To a great extent, domestic preoccupations will largely eclipse globalization and the international community over the next several months.
The most obvious point of political focus will be the upcoming presidential election in the U.S. With unemployment tracking to hit nine per cent next year, it's going to be a tough slog for President Obama. There's no chance he'll get to reprise the campaign of uplift and hope that swept him to office in 2008.
Even if he is re-elected, the political standoff with Congress will keep the current gridlock intact — Obama won't be able to rely on full support from other Democrats. That's likely to keep the U.S. turned inward, reluctant to engage internationally — which is not helpful for either domestic or international economic prospects.
(In the NAFTA context, there is also a 2012 election in Mexico.
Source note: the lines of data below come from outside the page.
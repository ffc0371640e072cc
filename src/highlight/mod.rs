//! 語法高亮
//!
//! 所有斷詞與著色都交給 syntect；這裡只負責挑選語法（lexer）、
//! 主題（style）與輸出格式（formatter）。

mod engine;
mod lexer;

pub use engine::{default_style, HighlightEngine, OutputFormat};
pub use lexer::{LexerMatch, LexerOrigin, LexerResolver};

use once_cell::sync::Lazy;
use syntect::highlighting::{Theme, ThemeSet};
use syntect::parsing::{SyntaxReference, SyntaxSet};

/// 全域語法集（延遲載入，syntect 內建語法）
static SYNTAX_SET: Lazy<SyntaxSet> = Lazy::new(SyntaxSet::load_defaults_newlines);

/// 全域主題集（使用 syntect 內建主題）
static THEME_SET: Lazy<ThemeSet> = Lazy::new(ThemeSet::load_defaults);

/// 取得可用語法清單
pub fn available_syntaxes() -> &'static [SyntaxReference] {
    SYNTAX_SET.syntaxes()
}

/// 取得可用主題清單（已排序）
pub fn available_styles() -> Vec<&'static str> {
    let mut names: Vec<&'static str> = THEME_SET.themes.keys().map(String::as_str).collect();
    names.sort_unstable_by_key(|name| name.to_lowercase());
    names
}

/// 依名稱尋找主題（不分大小寫）
pub fn find_style(name: &str) -> Option<(&'static str, &'static Theme)> {
    let name = name.trim();
    THEME_SET
        .themes
        .iter()
        .find(|(key, _)| key.eq_ignore_ascii_case(name))
        .map(|(key, theme)| (key.as_str(), theme))
}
Whoever is elected president will have to grapple with the horrific violence that's been unleashed by the Mexican drug cartels — and the impact that's had on confidence in the country and the credibility of its government.)
China will also have a busy political agenda in the coming year.
In addition to the appointment of a new Chief Executive for Hong Kong and elections in Taiwan - which could bring in a less mainland-friendly government — a new Central Committee will be selected in October. Neither President Hu Jintao or Prime Minister Wen Jiabao — with whom Western leaders have become familiar, if not comfortable — will be in the mix.